◆ **DESCRIPTION OF THE TASK**
From the first line to the last, transcribe the data exactly.

◆ **PROVIDED RECORDS**
_____

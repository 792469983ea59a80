use std::io::ErrorKind;
use std::path::PathBuf;

use axum::extract::{Path, State};
use axum::http::header::{CONTENT_DISPOSITION, CONTENT_TYPE};
use axum::response::{IntoResponse, Response};
use sitegen_core::media::content_type;
use sitegen_core::project::{ProjectId, ProjectPath};

use crate::error::Error;
use crate::materialize::{archive_path, project_dir};
use crate::server::SharedContext;

/// `GET /download/{project_id}.zip`
pub async fn download(
    State(context): State<SharedContext>,
    Path(archive): Path<String>,
) -> Result<Response, Error> {
    let id = archive
        .strip_suffix(".zip")
        .and_then(|raw| ProjectId::parse(raw).ok())
        .ok_or_else(Error::file_not_found)?;

    let bytes = read_file(archive_path(context.generator.generated_dir(), &id)).await?;

    Ok((
        [
            (CONTENT_TYPE, "application/zip".to_string()),
            (
                CONTENT_DISPOSITION,
                format!("attachment; filename=\"{}\"", id.archive_name()),
            ),
        ],
        bytes,
    )
        .into_response())
}

/// `GET /generated_projects/{project_id}/{*path}`
pub async fn generated_file(
    State(context): State<SharedContext>,
    Path((project_id, path)): Path<(String, String)>,
) -> Result<Response, Error> {
    let id = ProjectId::parse(&project_id).map_err(|_| Error::file_not_found())?;
    let path = ProjectPath::parse(&path).map_err(|_| Error::file_not_found())?;

    let full_path = project_dir(context.generator.generated_dir(), &id).join(path.to_relative_path());
    let bytes = read_file(full_path).await?;

    Ok(([(CONTENT_TYPE, content_type(path.as_str()))], bytes).into_response())
}

async fn read_file(path: PathBuf) -> Result<Vec<u8>, Error> {
    match tokio::fs::read(&path).await {
        Ok(bytes) => Ok(bytes),
        // A directory is as good as missing.
        Err(e) if matches!(e.kind(), ErrorKind::NotFound | ErrorKind::IsADirectory) => {
            Err(Error::file_not_found())
        }
        Err(e) => Err(Error::Io(format!("Failed to read {}: {e}", path.display()))),
    }
}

_____

◆ **EXERCISE RESULT**
repository 792469983ea59a80
use std::io::ErrorKind;
use std::path::PathBuf;

use axum::extract::{Path, State};
use axum::http::header::{CONTENT_DISPOSITION, CONTENT_TYPE};
use axum::response::{IntoResponse, Response};
use sitegen_core::media::content_type;
use sitegen_core::project::{ProjectId, ProjectPath};

use crate::error::Error;
use crate::materialize::{archive_path, project_dir};
use crate::server::SharedContext;

/// `GET /download/{project_id}.zip`
pub async fn download(
    State(context): State<SharedContext>,
    Path(archive): Path<String>,
) -> Result<Response, Error> {
    let id = archive
        .strip_suffix(".zip")
        .and_then(|raw| ProjectId::parse(raw).ok())
        .ok_or_else(Error::file_not_found)?;

    let bytes = read_file(archive_path(context.generator.generated_dir(), &id)).await?;

    Ok((
        [
            (CONTENT_TYPE, "application/zip".to_string()),
            (
                CONTENT_DISPOSITION,
                format!("attachment; filename=\"{}\"", id.archive_name()),
            ),
        ],
        bytes,
    )
        .into_response())
}

/// `GET /generated_projects/{project_id}/{*path}`
pub async fn generated_file(
    State(context): State<SharedContext>,
    Path((project_id, path)): Path<(String, String)>,
) -> Result<Response, Error> {
    let id = ProjectId::parse(&project_id).map_err(|_| Error::file_not_found())?;
    let path = ProjectPath::parse(&path).map_err(|_| Error::file_not_found())?;

    let full_path = project_dir(context.generator.generated_dir(), &id).join(path.to_relative_path());
    let bytes = read_file(full_path).await?;

    Ok(([(CONTENT_TYPE, content_type(path.as_str()))], bytes).into_response())
}

async fn read_file(path: PathBuf) -> Result<Vec<u8>, Error> {
    match tokio::fs::read(&path).await {
        Ok(bytes) => Ok(bytes),
        // A directory is as good as missing.
        Err(e) if matches!(e.kind(), ErrorKind::NotFound | ErrorKind::IsADirectory) => {
            Err(Error::file_not_found())
        }
        Err(e) => Err(Error::Io(format!("Failed to read {}: {e}", path.display()))),
    }
}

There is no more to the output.